── Material supplied

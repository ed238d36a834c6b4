//! Order repository

use reqwest::Method;
use tracing::info;

use crate::{
    client::ApiClient,
    error::ApiResult,
    models::{MessageResponse, Order},
};

/// Order repository
#[derive(Clone)]
pub struct OrderRepository {
    client: ApiClient,
}

impl OrderRepository {
    /// Create a new order repository
    pub fn new(client: ApiClient) -> Self {
        Self { client }
    }

    /// Buy a course outright
    ///
    /// Fails with [`crate::ApiError::Conflict`] when the course is already
    /// owned.
    pub async fn purchase(&self, course_id: i64) -> ApiResult<Order> {
        info!("Purchasing course: {}", course_id);

        let builder = self
            .client
            .request(Method::POST, "/api/orders/purchase")?
            .query(&[("courseId", course_id)]);
        self.client.fetch(builder).await
    }

    /// Get the order history of the current user
    pub async fn get_all(&self) -> ApiResult<Vec<Order>> {
        self.client.get("/api/orders").await
    }

    /// Get one order of the current user
    pub async fn get_by_id(&self, order_id: i64) -> ApiResult<Order> {
        self.client.get(&format!("/api/orders/{}", order_id)).await
    }

    /// Cancel a pending order
    pub async fn cancel(&self, order_id: i64) -> ApiResult<MessageResponse> {
        info!("Cancelling order: {}", order_id);
        self.client
            .delete(&format!("/api/orders/{}/cancel", order_id))
            .await
    }
}
//! Settings of the headless player

use std::time::Duration;

use common::{ClientConfig, ConfigError, error::ConfigResult};
use config::{Config, Environment};
use serde::Deserialize;

/// Default length of the simulated video
pub const DEFAULT_SIMULATED_DURATION_SECS: i64 = 600;

#[derive(Debug, Deserialize)]
struct PlaybackTarget {
    course_id: i64,
    video_id: i64,
    simulated_duration_secs: u64,
}

/// What to play and where to reach the backend
#[derive(Debug, Clone)]
pub struct PlayerSettings {
    pub client: ClientConfig,
    pub course_id: i64,
    pub video_id: i64,
    pub simulated_duration_secs: u64,
}

impl PlayerSettings {
    /// Load settings from environment variables
    ///
    /// # Environment Variables
    /// - `COURSE_ID`: Course to play (required)
    /// - `VIDEO_ID`: Video to play (required)
    /// - `SIMULATED_DURATION_SECS`: Length of the simulated video (default: 600)
    /// - plus every variable read by [`ClientConfig::from_env`]
    pub fn from_env() -> ConfigResult<Self> {
        let client = ClientConfig::from_env()?;

        let target: PlaybackTarget = Config::builder()
            .set_default("simulated_duration_secs", DEFAULT_SIMULATED_DURATION_SECS)?
            .add_source(Environment::default().try_parsing(true))
            .build()?
            .try_deserialize()?;

        if target.simulated_duration_secs == 0 {
            return Err(ConfigError::Invalid {
                key: "simulated_duration_secs",
                reason: "must be greater than zero".to_string(),
            });
        }

        Ok(Self {
            client,
            course_id: target.course_id,
            video_id: target.video_id,
            simulated_duration_secs: target.simulated_duration_secs,
        })
    }

    /// Length of the simulated video
    pub fn simulated_duration(&self) -> Duration {
        Duration::from_secs(self.simulated_duration_secs)
    }
}

#[cfg(test)]
mod tests {
    use super::*;
    use serial_test::serial;

    fn clear_env() {
        // SAFETY: tests touching the environment run serially
        unsafe {
            std::env::remove_var("COURSE_ID");
            std::env::remove_var("VIDEO_ID");
            std::env::remove_var("SIMULATED_DURATION_SECS");
            std::env::remove_var("BACKEND_URL");
        }
    }

    #[test]
    #[serial]
    fn test_settings_from_env() {
        clear_env();
        // SAFETY: tests touching the environment run serially
        unsafe {
            std::env::set_var("COURSE_ID", "1");
            std::env::set_var("VIDEO_ID", "5");
        }

        let settings = PlayerSettings::from_env().expect("Failed to load player settings");
        assert_eq!(settings.course_id, 1);
        assert_eq!(settings.video_id, 5);
        assert_eq!(settings.simulated_duration(), Duration::from_secs(600));

        clear_env();
    }

    #[test]
    #[serial]
    fn test_settings_require_video() {
        clear_env();
        // SAFETY: tests touching the environment run serially
        unsafe {
            std::env::set_var("COURSE_ID", "1");
        }

        assert!(matches!(
            PlayerSettings::from_env(),
            Err(ConfigError::Load(_))
        ));

        clear_env();
    }

    #[test]
    #[serial]
    fn test_settings_reject_empty_video() {
        clear_env();
        // SAFETY: tests touching the environment run serially
        unsafe {
            std::env::set_var("COURSE_ID", "1");
            std::env::set_var("VIDEO_ID", "5");
            std::env::set_var("SIMULATED_DURATION_SECS", "0");
        }

        assert!(matches!(
            PlayerSettings::from_env(),
            Err(ConfigError::Invalid { key: "simulated_duration_secs", .. })
        ));

        clear_env();
    }
}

────

:: Action item ::
Each line in the records above with "impl" must be returned.

:: Completed exercise ::
impl OrderRepository {
impl PlayerSettings {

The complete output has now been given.